BEGIN Provided data

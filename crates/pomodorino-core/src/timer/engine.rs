//! Timer engine implementation.
//!
//! The timer engine is a pure countdown state machine. It does not use
//! internal threads or timers - the caller (normally the timer service) is
//! responsible for calling `tick()` once per second while the timer runs.
//!
//! ## State Transitions
//!
//! ```text
//! Idle -> Running <-> Paused
//!           |
//!           v (remaining hits zero)
//!        Expired -> Idle (stop only)
//! ```
//!
//! Commands in phases where they do not apply are no-ops returning `None`;
//! there are no observable error conditions.

use chrono::Utc;
use serde::{Deserialize, Serialize};

use crate::events::Event;

/// Default countdown length: 5 minutes.
pub const DEFAULT_TOTAL_SECS: u32 = 300;

#[derive(Debug, Clone, Copy, PartialEq, Eq, Serialize, Deserialize)]
#[serde(rename_all = "lowercase")]
pub enum TimerState {
    Idle,
    Running,
    Paused,
    /// The countdown reached zero and waits for an explicit `stop()`.
    Expired,
}

/// Core countdown engine.
///
/// Single source of truth for the countdown state. Invariant:
/// `remaining_secs <= total_secs` at all times.
#[derive(Debug, Clone)]
pub struct TimerEngine {
    total_secs: u32,
    remaining_secs: u32,
    state: TimerState,
}

impl TimerEngine {
    /// Create a new engine in the `Idle` state with the full time remaining.
    pub fn new(total_secs: u32) -> Self {
        Self {
            total_secs,
            remaining_secs: total_secs,
            state: TimerState::Idle,
        }
    }

    // ── Queries ──────────────────────────────────────────────────────

    pub fn state(&self) -> TimerState {
        self.state
    }

    pub fn remaining_secs(&self) -> u32 {
        self.remaining_secs
    }

    pub fn total_secs(&self) -> u32 {
        self.total_secs
    }

    /// Build a full state snapshot event.
    pub fn snapshot(&self) -> Event {
        Event::StateSnapshot {
            state: self.state,
            remaining_secs: self.remaining_secs,
            total_secs: self.total_secs,
            at: Utc::now(),
        }
    }

    // ── Commands ─────────────────────────────────────────────────────

    /// Start counting down.
    ///
    /// From `Idle` the countdown is re-based: `total` (if given) replaces the
    /// configured total and the remaining time resets to it. From `Paused`
    /// the countdown resumes with the remaining time preserved exactly; a
    /// `total` argument is ignored there. `Running` and `Expired` are no-ops.
    pub fn start(&mut self, total: Option<u32>) -> Option<Event> {
        match self.state {
            TimerState::Idle => {
                if let Some(total) = total {
                    self.total_secs = total;
                }
                self.remaining_secs = self.total_secs;
                self.state = TimerState::Running;
                Some(Event::TimerStarted {
                    total_secs: self.total_secs,
                    at: Utc::now(),
                })
            }
            TimerState::Paused => {
                self.state = TimerState::Running;
                Some(Event::TimerResumed {
                    remaining_secs: self.remaining_secs,
                    at: Utc::now(),
                })
            }
            TimerState::Running | TimerState::Expired => None,
        }
    }

    /// Toggle play/pause.
    ///
    /// `Idle` and `Paused` start or resume the countdown; `Running` pauses
    /// it. `Expired` is ignored until an explicit `stop()`.
    pub fn toggle(&mut self) -> Option<Event> {
        match self.state {
            TimerState::Idle | TimerState::Paused => self.start(None),
            TimerState::Running => {
                self.state = TimerState::Paused;
                Some(Event::TimerPaused {
                    remaining_secs: self.remaining_secs,
                    at: Utc::now(),
                })
            }
            TimerState::Expired => None,
        }
    }

    /// Stop from any phase: back to `Idle` with the full time remaining.
    ///
    /// Stopping an idle timer is safe and still reports `TimerStopped`.
    pub fn stop(&mut self) -> Option<Event> {
        self.state = TimerState::Idle;
        self.remaining_secs = self.total_secs;
        Some(Event::TimerStopped {
            total_secs: self.total_secs,
            at: Utc::now(),
        })
    }

    /// Advance the countdown by one second.
    ///
    /// Only meaningful while `Running`: decrements the remaining time, and at
    /// zero transitions to `Expired`, emitting `TimerExpired` exactly once.
    /// In any other phase this is a no-op returning `None`, so a tick that
    /// was cancelled by `stop()` or `toggle()` can never touch state.
    pub fn tick(&mut self) -> Option<Event> {
        if self.state != TimerState::Running {
            return None;
        }
        self.remaining_secs = self.remaining_secs.saturating_sub(1);
        if self.remaining_secs == 0 {
            self.state = TimerState::Expired;
            Some(Event::TimerExpired { at: Utc::now() })
        } else {
            Some(Event::Tick {
                remaining_secs: self.remaining_secs,
                total_secs: self.total_secs,
                at: Utc::now(),
            })
        }
    }
}

impl Default for TimerEngine {
    fn default() -> Self {
        Self::new(DEFAULT_TOTAL_SECS)
    }
}

#[cfg(test)]
mod tests {
    use super::*;

    #[test]
    fn start_pause_resume() {
        let mut engine = TimerEngine::default();
        assert_eq!(engine.state(), TimerState::Idle);

        assert!(engine.start(None).is_some());
        assert_eq!(engine.state(), TimerState::Running);

        assert!(engine.toggle().is_some());
        assert_eq!(engine.state(), TimerState::Paused);

        assert!(engine.toggle().is_some());
        assert_eq!(engine.state(), TimerState::Running);
    }

    #[test]
    fn start_rebases_total_only_from_idle() {
        let mut engine = TimerEngine::default();
        engine.start(Some(10));
        assert_eq!(engine.total_secs(), 10);
        assert_eq!(engine.remaining_secs(), 10);

        engine.tick();
        engine.toggle();
        assert_eq!(engine.state(), TimerState::Paused);

        // Resuming must not re-base; remaining is preserved exactly.
        engine.start(Some(99));
        assert_eq!(engine.state(), TimerState::Running);
        assert_eq!(engine.total_secs(), 10);
        assert_eq!(engine.remaining_secs(), 9);
    }

    #[test]
    fn toggle_twice_from_idle_loses_no_time() {
        let mut engine = TimerEngine::default();
        assert!(matches!(
            engine.toggle(),
            Some(Event::TimerStarted { total_secs: 300, .. })
        ));
        assert_eq!(engine.state(), TimerState::Running);

        assert!(matches!(
            engine.toggle(),
            Some(Event::TimerPaused { remaining_secs: 300, .. })
        ));
        assert_eq!(engine.state(), TimerState::Paused);
        assert_eq!(engine.remaining_secs(), 300);
    }

    #[test]
    fn pause_preserves_remaining_exactly() {
        let mut engine = TimerEngine::new(60);
        engine.start(None);
        for _ in 0..13 {
            engine.tick();
        }
        assert_eq!(engine.remaining_secs(), 47);

        engine.toggle();
        assert_eq!(engine.remaining_secs(), 47);
        // Ticks while paused are cancelled callbacks; they must not fire.
        assert!(engine.tick().is_none());
        assert_eq!(engine.remaining_secs(), 47);

        engine.toggle();
        assert_eq!(engine.remaining_secs(), 47);
    }

    #[test]
    fn five_ticks_expire_exactly_once() {
        let mut engine = TimerEngine::new(5);
        engine.start(None);

        for expected in (1..5).rev() {
            assert!(matches!(
                engine.tick(),
                Some(Event::Tick { remaining_secs, .. }) if remaining_secs == expected
            ));
        }
        assert!(matches!(engine.tick(), Some(Event::TimerExpired { .. })));
        assert_eq!(engine.state(), TimerState::Expired);
        assert_eq!(engine.remaining_secs(), 0);

        // Further ticks emit nothing.
        assert!(engine.tick().is_none());
        assert!(engine.tick().is_none());
    }

    #[test]
    fn expired_ignores_toggle_until_stop() {
        let mut engine = TimerEngine::new(1);
        engine.start(None);
        engine.tick();
        assert_eq!(engine.state(), TimerState::Expired);

        assert!(engine.toggle().is_none());
        assert!(engine.start(None).is_none());
        assert_eq!(engine.state(), TimerState::Expired);

        assert!(matches!(engine.stop(), Some(Event::TimerStopped { .. })));
        assert_eq!(engine.state(), TimerState::Idle);
        assert_eq!(engine.remaining_secs(), 1);
    }

    #[test]
    fn stop_resets_remaining_to_total() {
        let mut engine = TimerEngine::default();
        engine.start(None);
        engine.tick();
        engine.tick();
        assert_eq!(engine.remaining_secs(), 298);

        engine.stop();
        assert_eq!(engine.state(), TimerState::Idle);
        assert_eq!(engine.remaining_secs(), engine.total_secs());

        // Stopping an idle timer stays a safe no-op.
        assert!(engine.stop().is_some());
        assert_eq!(engine.state(), TimerState::Idle);
    }

    #[test]
    fn tick_on_idle_is_noop() {
        let mut engine = TimerEngine::default();
        assert!(engine.tick().is_none());
        assert_eq!(engine.remaining_secs(), 300);
    }

    #[test]
    fn snapshot_returns_valid_event() {
        let engine = TimerEngine::default();
        match engine.snapshot() {
            Event::StateSnapshot {
                state,
                remaining_secs,
                total_secs,
                ..
            } => {
                assert_eq!(state, TimerState::Idle);
                assert_eq!(remaining_secs, 300);
                assert_eq!(total_secs, 300);
            }
            _ => panic!("Expected StateSnapshot"),
        }
    }

    #[test]
    fn remaining_never_exceeds_total() {
        let mut engine = TimerEngine::new(3);
        engine.start(None);
        for _ in 0..10 {
            engine.tick();
            assert!(engine.remaining_secs() <= engine.total_secs());
        }
        engine.stop();
        assert!(engine.remaining_secs() <= engine.total_secs());
    }
}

END Provided data

- [Problem statement] Above are the records; copy exactly the lines from the line with "use chrono::Utc;" through the line with "pub fn total_secs(&self)", both included.

- [Answer for this exercise]
use chrono::Utc;
use serde::{Deserialize, Serialize};

use crate::events::Event;

/// Default countdown length: 5 minutes.
pub const DEFAULT_TOTAL_SECS: u32 = 300;

#[derive(Debug, Clone, Copy, PartialEq, Eq, Serialize, Deserialize)]
#[serde(rename_all = "lowercase")]
pub enum TimerState {
    Idle,
    Running,
    Paused,
    /// The countdown reached zero and waits for an explicit `stop()`.
    Expired,
}

/// Core countdown engine.
///
/// Single source of truth for the countdown state. Invariant:
/// `remaining_secs <= total_secs` at all times.
#[derive(Debug, Clone)]
pub struct TimerEngine {
    total_secs: u32,
    remaining_secs: u32,
    state: TimerState,
}

impl TimerEngine {
    /// Create a new engine in the `Idle` state with the full time remaining.
    pub fn new(total_secs: u32) -> Self {
        Self {
            total_secs,
            remaining_secs: total_secs,
            state: TimerState::Idle,
        }
    }

    // ── Queries ──────────────────────────────────────────────────────

    pub fn state(&self) -> TimerState {
        self.state
    }

    pub fn remaining_secs(&self) -> u32 {
        self.remaining_secs
    }

    pub fn total_secs(&self) -> u32 {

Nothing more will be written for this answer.